BEGIN

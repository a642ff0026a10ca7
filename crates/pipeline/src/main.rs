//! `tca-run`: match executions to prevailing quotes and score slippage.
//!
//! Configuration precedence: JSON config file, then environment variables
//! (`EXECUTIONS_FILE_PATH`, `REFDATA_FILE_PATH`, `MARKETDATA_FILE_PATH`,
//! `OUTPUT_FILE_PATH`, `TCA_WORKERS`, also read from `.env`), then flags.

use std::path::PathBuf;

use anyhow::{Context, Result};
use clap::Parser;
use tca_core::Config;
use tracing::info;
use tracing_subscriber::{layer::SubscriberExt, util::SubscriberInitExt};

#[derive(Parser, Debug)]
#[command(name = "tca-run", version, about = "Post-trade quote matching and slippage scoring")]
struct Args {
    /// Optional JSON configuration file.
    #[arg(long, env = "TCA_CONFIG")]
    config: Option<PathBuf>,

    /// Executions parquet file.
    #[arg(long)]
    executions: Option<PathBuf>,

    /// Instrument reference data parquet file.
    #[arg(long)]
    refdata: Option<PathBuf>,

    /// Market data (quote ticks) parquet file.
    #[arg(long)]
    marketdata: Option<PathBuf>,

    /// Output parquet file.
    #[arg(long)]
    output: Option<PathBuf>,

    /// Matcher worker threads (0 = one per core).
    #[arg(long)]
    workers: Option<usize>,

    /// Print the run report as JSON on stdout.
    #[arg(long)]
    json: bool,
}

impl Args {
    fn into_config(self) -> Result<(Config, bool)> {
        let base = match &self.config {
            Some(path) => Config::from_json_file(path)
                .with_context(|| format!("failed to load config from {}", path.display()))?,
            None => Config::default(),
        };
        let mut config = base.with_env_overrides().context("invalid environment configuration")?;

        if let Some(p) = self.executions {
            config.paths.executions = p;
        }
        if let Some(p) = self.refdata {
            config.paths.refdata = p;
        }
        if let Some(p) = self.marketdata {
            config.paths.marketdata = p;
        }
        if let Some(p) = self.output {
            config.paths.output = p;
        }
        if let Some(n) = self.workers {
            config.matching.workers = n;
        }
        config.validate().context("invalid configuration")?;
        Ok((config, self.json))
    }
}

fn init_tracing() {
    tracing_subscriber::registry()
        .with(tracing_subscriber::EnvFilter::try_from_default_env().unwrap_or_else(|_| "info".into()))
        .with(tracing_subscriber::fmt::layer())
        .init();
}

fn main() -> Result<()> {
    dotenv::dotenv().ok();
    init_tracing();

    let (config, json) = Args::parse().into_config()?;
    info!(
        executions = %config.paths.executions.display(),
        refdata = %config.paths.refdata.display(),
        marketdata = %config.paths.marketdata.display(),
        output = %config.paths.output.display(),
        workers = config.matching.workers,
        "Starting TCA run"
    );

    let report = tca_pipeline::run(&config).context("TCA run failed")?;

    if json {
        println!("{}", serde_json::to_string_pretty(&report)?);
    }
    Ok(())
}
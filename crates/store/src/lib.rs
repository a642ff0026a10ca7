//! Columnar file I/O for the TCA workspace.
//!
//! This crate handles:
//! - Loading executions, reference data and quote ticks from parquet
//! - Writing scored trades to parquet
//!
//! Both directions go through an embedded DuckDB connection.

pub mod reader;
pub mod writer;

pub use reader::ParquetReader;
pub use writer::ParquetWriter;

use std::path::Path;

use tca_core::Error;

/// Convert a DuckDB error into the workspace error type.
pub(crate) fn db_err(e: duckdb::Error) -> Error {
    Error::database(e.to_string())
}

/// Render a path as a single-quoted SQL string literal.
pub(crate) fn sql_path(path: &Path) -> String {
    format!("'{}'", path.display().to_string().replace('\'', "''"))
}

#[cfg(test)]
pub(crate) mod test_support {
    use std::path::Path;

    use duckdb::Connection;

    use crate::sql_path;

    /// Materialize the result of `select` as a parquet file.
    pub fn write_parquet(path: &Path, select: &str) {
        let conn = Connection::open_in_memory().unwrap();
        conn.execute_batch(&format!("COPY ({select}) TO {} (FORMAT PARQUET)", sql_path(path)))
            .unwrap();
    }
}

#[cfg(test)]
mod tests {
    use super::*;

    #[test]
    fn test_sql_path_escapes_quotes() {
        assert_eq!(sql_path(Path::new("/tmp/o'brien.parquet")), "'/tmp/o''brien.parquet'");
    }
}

END

In the material above, find each line that has the string "bool" and return it.

    json: bool,
    fn into_config(self) -> Result<(Config, bool)> {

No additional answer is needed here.